WORK ITEM
Wherever "PageView" appears in a line of the listing, that line should be returned.

──────

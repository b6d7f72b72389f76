use std::sync::Arc;

use lines_common::{Article, Category, Page};

use super::favorites::toggle_favorite_listed;
use super::{KeepPrevious, PageContext, PageView, opt_str, opt_u32};
use crate::errors::ApiError;
use crate::query::{QueryDescriptor, QueryKey};
use crate::services::articles::{ArticleFilters, ShareResult};
use crate::services::{ArticlesService, UsersService};
use crate::url_state::{FilterSchema, FilterState, UrlSync};

const TRENDING_LIMIT: u32 = 5;

/// The general articles listing with category, sort, search and featured
/// filters, all mirrored into the URL.
pub struct ArticlesPage {
    ctx: PageContext,
    articles: ArticlesService,
    users: UsersService,
    url: UrlSync,
    keep: KeepPrevious<Page<Article>>,
}

impl ArticlesPage {
    pub fn schema() -> FilterSchema {
        FilterSchema::new()
            .page("page")
            .field("limit", 12i64)
            .field("category", "")
            .field("sortBy", "publishedAt")
            .field("order", "desc")
            .field("search", "")
            .field("featured", false)
    }

    pub fn new(ctx: PageContext) -> Self {
        let url = UrlSync::new(Self::schema(), ctx.history.clone());
        Self {
            articles: ArticlesService::new(ctx.http.clone()),
            users: UsersService::new(ctx.http.clone()),
            ctx,
            url,
            keep: KeepPrevious::default(),
        }
    }

    pub fn filters(&self) -> &FilterState {
        self.url.state()
    }

    /// Merge `changes` into the filters. Changing anything but the page
    /// returns to page 1.
    pub fn update_filters(&mut self, changes: FilterState) -> &FilterState {
        self.url.update(changes)
    }

    pub fn set_page(&mut self, page: i64) -> &FilterState {
        self.url.set_page(page)
    }

    pub fn clear_filters(&mut self) -> &FilterState {
        self.url.clear_filters()
    }

    /// Pick up a URL change made outside this page (back/forward).
    pub fn reload(&mut self) -> &FilterState {
        self.url.reload()
    }

    pub fn request_filters(state: &FilterState) -> ArticleFilters {
        ArticleFilters {
            page: opt_u32(state, "page"),
            limit: opt_u32(state, "limit"),
            category: opt_str(state, "category"),
            sort_by: opt_str(state, "sortBy"),
            order: opt_str(state, "order"),
            search: opt_str(state, "search"),
            featured: state.bool("featured"),
        }
    }

    pub fn articles_query(&self) -> QueryDescriptor<Page<Article>> {
        let service = self.articles.clone();
        let filters = Self::request_filters(self.url.state());
        QueryDescriptor::new(
            QueryKey::from_filters("articles", self.url.state()),
            self.ctx.stale_time("articles"),
            move || {
                let service = service.clone();
                let filters = filters.clone();
                async move { service.get_articles(&filters).await }
            },
        )
    }

    pub fn categories_query(&self) -> QueryDescriptor<Vec<Category>> {
        let service = self.articles.clone();
        QueryDescriptor::new(
            QueryKey::new("categories"),
            self.ctx.stale_time("categories"),
            move || {
                let service = service.clone();
                async move { service.get_categories().await }
            },
        )
    }

    pub fn trending_query(&self) -> QueryDescriptor<Vec<Article>> {
        let service = self.articles.clone();
        QueryDescriptor::new(
            QueryKey::new("trending-articles").with(TRENDING_LIMIT),
            self.ctx.stale_time("trending-articles"),
            move || {
                let service = service.clone();
                async move { service.get_trending_articles(TRENDING_LIMIT).await }
            },
        )
    }

    /// One article for the details page. Fetching it counts a view.
    pub fn article_query(&self, id: &str) -> QueryDescriptor<Article> {
        let service = self.articles.clone();
        let id = id.to_string();
        QueryDescriptor::new(
            QueryKey::new("article").with(id.as_str()),
            self.ctx.stale_time("article"),
            move || {
                let service = service.clone();
                let id = id.clone();
                async move { service.get_article_by_id(&id, true).await }
            },
        )
    }

    pub async fn load(&self) -> Result<Arc<Page<Article>>, ApiError> {
        self.ctx.cache.fetch(&self.articles_query()).await
    }

    pub async fn load_categories(&self) -> Result<Arc<Vec<Category>>, ApiError> {
        self.ctx.cache.fetch(&self.categories_query()).await
    }

    pub async fn load_trending(&self) -> Result<Arc<Vec<Article>>, ApiError> {
        self.ctx.cache.fetch(&self.trending_query()).await
    }

    pub async fn open_article(&self, id: &str) -> Result<Arc<Article>, ApiError> {
        self.ctx.cache.fetch(&self.article_query(id)).await
    }

    /// Record a share and fold the new count into the cached article.
    pub async fn share_article(&self, id: &str) -> Result<ShareResult, ApiError> {
        let result = self.articles.share_article(id).await?;
        let key = self.article_query(id).key;
        if let Some(article) = self.ctx.cache.get_data::<Article>(&key)
            && result.share_count > 0
        {
            let mut next = (*article).clone();
            next.share_count = result.share_count;
            self.ctx.cache.set_data(&key, next);
        }
        Ok(result)
    }

    /// Current listing. While a new filter set loads the previous page stays
    /// visible with `is_previous` set.
    pub fn view(&mut self) -> PageView<Page<Article>> {
        let entry = self.ctx.cache.observe(&self.articles_query());
        self.keep.view(entry)
    }

    /// Toggle `article`'s favorite flag, seeded from the listing. The flag
    /// flips in the rendered listing right away and reverts on failure.
    pub async fn toggle_favorite(&self, article: &Article) -> Result<bool, ApiError> {
        let id = article.id.clone();
        toggle_favorite_listed(
            &self.ctx,
            &self.users,
            &article.id,
            Some(article.is_favorite),
            &self.articles_query().key,
            move |page: &Page<Article>, favorite| with_favorite(page, &id, favorite),
        )
        .await
    }

    /// Toggle the favorite flag from the details page.
    pub async fn toggle_article_favorite(&self, article: &Article) -> Result<bool, ApiError> {
        toggle_favorite_listed(
            &self.ctx,
            &self.users,
            &article.id,
            Some(article.is_favorite),
            &self.article_query(&article.id).key,
            |current: &Article, favorite| Article {
                is_favorite: favorite,
                ..current.clone()
            },
        )
        .await
    }
}

fn with_favorite(page: &Page<Article>, article_id: &str, favorite: bool) -> Page<Article> {
    let mut next = page.clone();
    for article in next.items.iter_mut().filter(|a| a.id == article_id) {
        article.is_favorite = favorite;
    }
    next
}

#[cfg(test)]
mod tests {
    use super::*;
    use crate::url_state::MemoryHistory;

    #[test]
    fn test_request_filters_skip_defaults_that_are_empty() {
        let history = MemoryHistory::with_query("category=tech&page=2&featured=true");
        let state = crate::url_state::read_from_url(&ArticlesPage::schema(), &history);
        let filters = ArticlesPage::request_filters(&state);
        assert_eq!(filters.page, Some(2));
        assert_eq!(filters.limit, Some(12));
        assert_eq!(filters.category.as_deref(), Some("tech"));
        assert_eq!(filters.search, None);
        assert_eq!(filters.sort_by.as_deref(), Some("publishedAt"));
        assert!(filters.featured);
    }

    #[test]
    fn test_with_favorite_flips_only_the_matching_article() {
        let items: Vec<Article> = serde_json::from_value(serde_json::json!([
            {"id": 42, "title": "Rust at scale"},
            {"id": 43, "title": "Tide tables", "isFavorited": true}
        ]))
        .unwrap();
        let page = Page::new(items, Default::default());

        let next = with_favorite(&page, "42", true);
        assert!(next.items[0].is_favorite);
        assert!(next.items[1].is_favorite);
        assert!(!page.items[0].is_favorite);

        let next = with_favorite(&next, "43", false);
        assert!(!next.items[1].is_favorite);
    }
}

──────

TASK OUTPUT
use super::{KeepPrevious, PageContext, PageView, opt_str, opt_u32};
    pub fn view(&mut self) -> PageView<Page<Article>> {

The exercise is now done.